Families are nature’s security system. Throughout the animal kingdom, we can see the family’s role in survival and well-being. Consider the penguin. In a sea of penguins, the monogamous birds will find their mates even though they are all seemingly identical. In their unforgiving climate, baby penguins stand on their parents’ webbed feet until they are old enough to avoid freezing on the ice. Dogs instinctively travel in packs. From the alpha male down to the pups, each member’s safety depends on the group staying together. The meerkat of Africa is remarkably dependent on family and community. Adult meerkats actually babysit each other’s young to protect them from danger while the parents are out hunting.

Human beings tend to rely on their families even after leaving the nest. A family is often home base in a world of uncertainties, challenges and pitfalls; we know we have a safe place to go when these challenges rear their heads. Albeit to differing degrees, our families are there to protect and support us.

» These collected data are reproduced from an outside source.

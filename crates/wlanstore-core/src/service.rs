// ── Profile service ──
//
// Single-writer actor around a `ConfigurationRepository`. One task owns
// the repository and runs commands in arrival order; readers get masked
// snapshots through a watch channel and change events through broadcast.

use std::collections::BTreeSet;
use std::sync::Arc;

use arc_swap::ArcSwap;
use tokio::sync::{Mutex, broadcast, mpsc, oneshot, watch};
use tokio::task::JoinHandle;
use tokio_util::sync::CancellationToken;
use tracing::{debug, info, warn};

use crate::command::{Command, CommandEnvelope, CommandResult};
use crate::error::CoreError;
use crate::model::{NetworkProfile, ProfileChange};
use crate::repository::{ConfigurationRepository, replace_hotlist};
use crate::stream::{ProfileSnapshot, ProfileStream};

const COMMAND_CHANNEL_SIZE: usize = 64;

// ── ProfileService ──────────────────────────────────────────────────

/// Cheaply cloneable handle to the repository owner task.
#[derive(Clone)]
pub struct ProfileService {
    inner: Arc<ProfileServiceInner>,
}

struct ProfileServiceInner {
    command_tx: mpsc::Sender<CommandEnvelope>,
    snapshot_rx: watch::Receiver<ProfileSnapshot>,
    changes: broadcast::Sender<ProfileChange>,
    flaky_ssids: Arc<ArcSwap<BTreeSet<String>>>,
    cancel: CancellationToken,
    task_handles: Mutex<Vec<JoinHandle<()>>>,
}

impl ProfileService {
    /// Move `repository` into a new owner task. Must be called from within
    /// a Tokio runtime.
    pub fn start(repository: ConfigurationRepository) -> Self {
        let (command_tx, command_rx) = mpsc::channel(COMMAND_CHANNEL_SIZE);
        let (snapshot_tx, snapshot_rx) = watch::channel(snapshot_of(&repository));
        let changes = repository.change_sender();
        let flaky_ssids = repository.flaky_ssid_hotlist();
        let cancel = CancellationToken::new();

        let handle = tokio::spawn(command_processor_task(
            repository,
            command_rx,
            snapshot_tx,
            cancel.clone(),
        ));
        debug!("profile service started");

        Self {
            inner: Arc::new(ProfileServiceInner {
                command_tx,
                snapshot_rx,
                changes,
                flaky_ssids,
                cancel,
                task_handles: Mutex::new(vec![handle]),
            }),
        }
    }

    // ── Command execution ────────────────────────────────────────────

    /// Run a command on the owner task and wait for its result.
    pub async fn execute(&self, command: Command) -> Result<CommandResult, CoreError> {
        let (tx, rx) = oneshot::channel();

        self.inner
            .command_tx
            .send(CommandEnvelope {
                command,
                response_tx: tx,
            })
            .await
            .map_err(|_| CoreError::ServiceStopped)?;

        rx.await.map_err(|_| CoreError::ServiceStopped)?
    }

    /// Start a service, run `f` against it, then shut it down.
    pub async fn oneshot<F, Fut, T>(repository: ConfigurationRepository, f: F) -> Result<T, CoreError>
    where
        F: FnOnce(ProfileService) -> Fut,
        Fut: std::future::Future<Output = Result<T, CoreError>>,
    {
        let service = Self::start(repository);
        let result = f(service.clone()).await;
        service.shutdown().await;
        result
    }

    // ── Observation ──────────────────────────────────────────────────

    /// Masked snapshot of every profile, republished after each mutation.
    pub fn profiles(&self) -> ProfileStream {
        ProfileStream::new(self.inner.snapshot_rx.clone())
    }

    pub fn profiles_snapshot(&self) -> ProfileSnapshot {
        self.inner.snapshot_rx.borrow().clone()
    }

    pub fn subscribe_changes(&self) -> broadcast::Receiver<ProfileChange> {
        self.inner.changes.subscribe()
    }

    /// Replace the flaky-randomization hotlist without a round trip through
    /// the owner task.
    pub fn set_flaky_ssid_hotlist<I, S>(&self, ssids: I)
    where
        I: IntoIterator<Item = S>,
        S: AsRef<str>,
    {
        replace_hotlist(&self.inner.flaky_ssids, ssids);
    }

    // ── Lifecycle ────────────────────────────────────────────────────

    /// Stop the owner task. Pending state is flushed to the store first.
    pub async fn shutdown(&self) {
        self.inner.cancel.cancel();

        let mut handles = self.inner.task_handles.lock().await;
        for handle in handles.drain(..) {
            let _ = handle.await;
        }
        debug!("profile service shut down");
    }
}

fn snapshot_of(repository: &ConfigurationRepository) -> ProfileSnapshot {
    Arc::new(
        repository
            .broadcast_snapshot()
            .into_iter()
            .map(Arc::new)
            .collect(),
    )
}

// ── Owner task ──────────────────────────────────────────────────────

async fn command_processor_task(
    mut repository: ConfigurationRepository,
    mut rx: mpsc::Receiver<CommandEnvelope>,
    snapshot_tx: watch::Sender<ProfileSnapshot>,
    cancel: CancellationToken,
) {
    loop {
        tokio::select! {
            biased;
            () = cancel.cancelled() => break,
            envelope = rx.recv() => {
                let Some(envelope) = envelope else { break };
                let mutation = envelope.command.is_mutation();
                let result = route_command(&mut repository, envelope.command);
                if mutation {
                    snapshot_tx.send_replace(snapshot_of(&repository));
                }
                let _ = envelope.response_tx.send(result);
            }
        }
    }

    if repository.is_loaded() {
        if let Err(e) = repository.save_to_store(false) {
            warn!(error = %e, "final store write failed");
        }
    }
    info!("profile service stopped");
}

// ── Command routing ─────────────────────────────────────────────────

#[allow(clippy::too_many_lines)]
fn route_command(
    repo: &mut ConfigurationRepository,
    command: Command,
) -> Result<CommandResult, CoreError> {
    match command {
        // ── Store lifecycle ──────────────────────────────────────────
        Command::LoadFromStore => repo.load_from_store().map(|()| CommandResult::Ok),
        Command::SaveToStore { buffered } => repo.save_to_store(buffered).map(|()| CommandResult::Ok),
        Command::HandleUserSwitch { user } => Ok(CommandResult::NetworkIds(repo.handle_user_switch(user))),
        Command::HandleUserUnlock { user } => {
            repo.handle_user_unlock(user);
            Ok(CommandResult::Ok)
        }
        Command::HandleUserStop { user } => Ok(CommandResult::NetworkIds(repo.handle_user_stop(user))),

        // ── Reads ────────────────────────────────────────────────────
        Command::ConfiguredNetworks { caller } => {
            Ok(CommandResult::Profiles(repo.configured_networks(caller)))
        }
        Command::ConfiguredNetwork { id, caller } => {
            Ok(boxed_profile(repo.configured_network(id, caller)))
        }
        Command::SavedNetworks { caller } => Ok(CommandResult::Profiles(repo.saved_networks(caller))),
        Command::ConfiguredNetworkWithPassword { id } => {
            Ok(boxed_profile(repo.configured_network_with_password(id)))
        }
        Command::ConfiguredNetworksWithPasswords => {
            Ok(CommandResult::Profiles(repo.configured_networks_with_passwords()))
        }
        Command::ConfiguredNetworkWithoutMasking { id } => {
            Ok(boxed_profile(repo.configured_network_without_masking(id)))
        }
        Command::LastSelected => Ok(CommandResult::LastSelected(repo.last_selected().cloned())),
        Command::Dump => Ok(CommandResult::Dump(Box::new(repo.dump()))),

        // ── Profile CRUD ─────────────────────────────────────────────
        Command::AddOrUpdateNetwork {
            draft,
            caller,
            package,
        } => repo
            .add_or_update_network(*draft, caller, package.as_deref())
            .map(CommandResult::Update),
        Command::RemoveNetwork { id, caller } => {
            repo.remove_network(id, caller).map(|()| CommandResult::Ok)
        }
        Command::EnableNetwork {
            id,
            disable_others,
            caller,
        } => repo
            .enable_network(id, disable_others, caller)
            .map(|()| CommandResult::Ok),
        Command::DisableNetwork { id, caller } => {
            repo.disable_network(id, caller).map(|()| CommandResult::Ok)
        }

        // ── Selection status and narrow mutators ─────────────────────
        Command::UpdateSelectionStatus { id, reason } => repo
            .update_network_selection_status(id, reason)
            .map(CommandResult::Bool),
        Command::TryEnableNetwork { id } => Ok(CommandResult::Bool(repo.try_enable_network(id))),
        Command::UpdateNotRecommended {
            id,
            not_recommended,
        } => repo
            .update_network_not_recommended(id, not_recommended)
            .map(|()| CommandResult::Ok),
        Command::UpdateLastConnectUid { id, uid } => {
            repo.update_last_connect_uid(id, uid).map(|()| CommandResult::Ok)
        }
        Command::SetConnectChoice {
            id,
            choice_config_key,
        } => repo
            .set_network_connect_choice(id, &choice_config_key)
            .map(|()| CommandResult::Ok),
        Command::ClearConnectChoice { id } => {
            repo.clear_network_connect_choice(id).map(|()| CommandResult::Ok)
        }
        Command::SetDefaultGwMacAddress { id, mac } => repo
            .set_network_default_gw_mac_address(id, mac)
            .map(|()| CommandResult::Ok),
        Command::SetRandomizedMacAddress { id, mac } => repo
            .set_network_randomized_mac_address(id, mac)
            .map(|()| CommandResult::Ok),
        Command::NetworkConnected { id } => {
            repo.update_network_after_connect(id).map(|()| CommandResult::Ok)
        }
        Command::NetworkDisconnected { id } => {
            repo.update_network_after_disconnect(id).map(|()| CommandResult::Ok)
        }
        Command::SetSeenInLastQualifiedSelection { id, seen } => repo
            .set_network_seen_in_last_qualified_selection(id, seen)
            .map(|()| CommandResult::Ok),
        Command::IsInFlakyRandomizationHotlist { id } => Ok(CommandResult::Bool(
            repo.is_in_flaky_randomization_ssid_hotlist(id),
        )),

        // ── Scan results ─────────────────────────────────────────────
        Command::SaveScanDetail { id, detail } => repo
            .save_to_scan_detail_cache_for_network(id, detail)
            .map(|()| CommandResult::Ok),
        Command::MatchScanDetail { detail } => Ok(boxed_profile(
            repo.get_configured_network_for_scan_detail_and_cache(&detail),
        )),
        Command::SetCandidateScanResult { id, scan, score } => repo
            .set_network_candidate_scan_result(id, scan, score)
            .map(|()| CommandResult::Ok),
        Command::ClearCandidateScanResult { id } => repo
            .clear_network_candidate_scan_result(id)
            .map(|()| CommandResult::Ok),
        Command::AttemptNetworkLinking { id } => {
            repo.attempt_network_linking(id).map(|()| CommandResult::Ok)
        }
        Command::FetchPartialScanChannels {
            id,
            age_ms,
            current_frequency,
        } => Ok(CommandResult::Channels(
            repo.fetch_channel_set_for_network_for_partial_scan(id, age_ms, current_frequency),
        )),
        Command::RetrievePnoNetworkList => {
            Ok(CommandResult::PnoNetworks(repo.retrieve_pno_network_list()))
        }
        Command::RetrieveHiddenNetworkList => {
            Ok(CommandResult::Ssids(repo.retrieve_hidden_network_list()))
        }

        // ── Bulk removal ─────────────────────────────────────────────
        Command::RemoveNetworksForApp { uid, package } => Ok(CommandResult::NetworkIds(
            repo.remove_networks_for_app(uid, &package),
        )),
        Command::RemoveNetworksForUser { user } => {
            Ok(CommandResult::NetworkIds(repo.remove_networks_for_user(user)))
        }
        Command::RemoveAllEphemeralOrPasspoint => Ok(CommandResult::Bool(
            repo.remove_all_ephemeral_or_passpoint_configured_networks(),
        )),
        Command::RemovePasspointNetwork { fqdn } => Ok(CommandResult::Bool(
            repo.remove_passpoint_configured_network(&fqdn),
        )),
        Command::DisableEphemeralNetwork { ssid } => Ok(CommandResult::NetworkId(
            repo.disable_ephemeral_network(&ssid),
        )),
        Command::WasEphemeralNetworkDeleted { ssid } => Ok(CommandResult::Bool(
            repo.was_ephemeral_network_deleted(&ssid),
        )),
        Command::ResetSimNetworks => {
            repo.reset_sim_networks();
            Ok(CommandResult::Ok)
        }
    }
}

fn boxed_profile(profile: Option<NetworkProfile>) -> CommandResult {
    CommandResult::Profile(profile.map(Box::new))
}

Hard times for humans are often magnified when there is no family to turn to for comfort. When Dan, a systems analyst, was fired after many years at a high tech company, he did not have any family from which to draw strength and reassurance. He couldn’t look to his family for security when he was asked to box up his desk and leave the company facility due to a reduction in the workforce. Tragically, Dan had been abandoned as a child and grew up an orphan. He lived in foster homes throughout his formative years and never even shared a Thanksgiving or other family tradition with friends and relatives.

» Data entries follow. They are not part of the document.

use crate::model::{NetworkProfile, ScanDetail};

/// A sighting belongs to a profile when the SSIDs agree and the profile's
/// security class is among the classes the AP advertises.
pub fn matches_profile(profile: &NetworkProfile, scan: &ScanDetail) -> bool {
    if profile.ssid != scan.quoted_ssid() {
        return false;
    }
    scan.security_types().contains(&profile.security_type())
}

#[cfg(test)]
#[allow(clippy::unwrap_used)]
mod tests {
    use std::collections::BTreeSet;

    use super::*;
    use crate::model::{Credential, KeyMgmt, MacAddress, quote_ssid};

    fn scan(ssid: &str, caps: &str) -> ScanDetail {
        ScanDetail::new(ssid, MacAddress::new("d2:11:19:34:a5:20"), caps, 2412, -50, 0)
    }

    fn psk(ssid: &str) -> NetworkProfile {
        NetworkProfile {
            ssid: quote_ssid(ssid),
            allowed_key_management: BTreeSet::from([KeyMgmt::WpaPsk]),
            pre_shared_key: Some(Credential::new("\"password\"")),
            ..NetworkProfile::default()
        }
    }

    #[test]
    fn ssid_and_security_must_agree() {
        let home = psk("home");
        assert!(matches_profile(&home, &scan("home", "[WPA2-PSK-CCMP][ESS]")));
        assert!(!matches_profile(&home, &scan("home", "[ESS]")));
        assert!(!matches_profile(&home, &scan("work", "[WPA2-PSK-CCMP][ESS]")));
    }

    #[test]
    fn transition_ap_matches_either_class() {
        let home = psk("home");
        assert!(matches_profile(&home, &scan("home", "[RSN-PSK+SAE-CCMP][ESS]")));
    }

    #[test]
    fn open_profile_matches_open_ap() {
        let open = NetworkProfile {
            ssid: quote_ssid("cafe"),
            ..NetworkProfile::default()
        };
        assert!(matches_profile(&open, &scan("cafe", "[ESS]")));
        assert!(!matches_profile(&open, &scan("cafe", "[WEP]")));
    }
}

As a way of creating a family for himself, Dan had thrown himself into his job, where his fellow co-workers had become his family. This gave him confidence, security and a sense of belonging that he had never experienced while growing up. When the company gave him his pink slip, that all slipped away, and the feelings of abandonment and rejection he knew as a child overcame him again.

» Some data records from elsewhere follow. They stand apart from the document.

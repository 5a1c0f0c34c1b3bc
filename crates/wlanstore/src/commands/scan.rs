//! Background-scan list handlers.

use tabled::Tabled;
use wlanstore_core::{Command as CoreCommand, CommandResult, NetworkId, PnoNetwork, ProfileService};

use crate::cli::{GlobalOpts, ScanArgs, ScanCommand};
use crate::error::CliError;
use crate::output;

#[derive(Tabled)]
struct PnoRow {
    #[tabled(rename = "SSID")]
    ssid: String,
    #[tabled(rename = "Config key")]
    config_key: String,
    #[tabled(rename = "Hidden")]
    hidden: String,
    #[tabled(rename = "Frequencies")]
    frequencies: String,
}

impl From<&PnoNetwork> for PnoRow {
    fn from(n: &PnoNetwork) -> Self {
        Self {
            ssid: n.ssid.clone(),
            config_key: n.config_key.clone(),
            hidden: if n.hidden { "yes" } else { "no" }.into(),
            frequencies: n
                .frequencies
                .iter()
                .map(ToString::to_string)
                .collect::<Vec<_>>()
                .join(", "),
        }
    }
}

#[derive(Tabled)]
struct SsidRow {
    #[tabled(rename = "SSID")]
    ssid: String,
}

#[derive(Tabled)]
struct FrequencyRow {
    #[tabled(rename = "MHz")]
    frequency: u32,
}

pub async fn handle(
    service: &ProfileService,
    args: ScanArgs,
    global: &GlobalOpts,
) -> Result<(), CliError> {
    let out = match args.command {
        ScanCommand::Pno => {
            let networks = match service.execute(CoreCommand::RetrievePnoNetworkList).await? {
                CommandResult::PnoNetworks(networks) => networks,
                other => return Err(unexpected(&other)),
            };
            output::render_list(&global.output, &networks, |n| PnoRow::from(n), |n| {
                n.ssid.clone()
            })?
        }

        ScanCommand::Hidden => {
            let ssids = match service
                .execute(CoreCommand::RetrieveHiddenNetworkList)
                .await?
            {
                CommandResult::Ssids(ssids) => ssids,
                other => return Err(unexpected(&other)),
            };
            output::render_list(
                &global.output,
                &ssids,
                |s| SsidRow { ssid: s.clone() },
                Clone::clone,
            )?
        }

        ScanCommand::Channels {
            id,
            age_ms,
            current_frequency,
        } => {
            let channels = match service
                .execute(CoreCommand::FetchPartialScanChannels {
                    id: NetworkId::new(id),
                    age_ms,
                    current_frequency,
                })
                .await?
            {
                CommandResult::Channels(channels) => channels.unwrap_or_default(),
                other => return Err(unexpected(&other)),
            };
            let channels: Vec<u32> = channels.into_iter().collect();
            output::render_list(
                &global.output,
                &channels,
                |f| FrequencyRow { frequency: *f },
                ToString::to_string,
            )?
        }
    };
    output::print_output(&out, global.quiet);
    Ok(())
}

fn unexpected(result: &CommandResult) -> CliError {
    CliError::Render(format!("unexpected result: {result:?}"))
}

Dan’s lawyers brought a healthy wrongful termination suit against the company, claiming that he was fired not due to a reduction in force, but for retaliatory reasons. As is typical in these matters, the suit was vigorously litigated until the parties were at the mediation table.

Before the mediation began, the mediator had an opportunity to talk with each party privately. During the discussion with Dan and his lawyers, it became apparent to the mediator that Dan was reliving the abandonment he had suffered as a child. The deep anguish Dan was experiencing from being fired now suddenly made sense. Concurrently, the mediator learned that the employer was planning a very extensive presentation, including a powerpoint summary of the case presented by a large accounting firm, along with aggressive legal support by the employer’s litigation team. In other words, the employer and team were planning to put on their trial hats to open the mediation. This, in all likelihood, would have caused Dan to deepen his sense of abandonment and rejection to the point where he would have been unable to participate in the mediation.

Attempting to dodge this bullet, the mediator encouraged the employer not to make a presentation in front of Dan or his lawyers, but to give an abbreviated summary of their case directly to the mediator in private. At the same time, he encouraged Dan to speak more about his relationship with his employer and why he felt things had gone wrong to the point where he was terminated.

Throughout the course of the session, Dan had an opportunity to work through his sense of rejection and, indeed, at one point met privately with his employer and explained how his workplace had become his substitute family throughout the years. This caught his employer off-guard. Fortunately, the employer had a heart and was willing to listen and understand the incredible dynamics that prompted the lawsuit and brought on Dan’s intense anger. Based on that understanding, the parties were able to begin the process of crafting a solution. The resulting agreement contained both monetary compensation and the promise of an ongoing relationship, including a consulting agreement.

While Dan never had a Thanksgiving as a child, the solution achieved at the mediation allowed him to give thanks for being able to put his life back on track and look to the future instead of the past.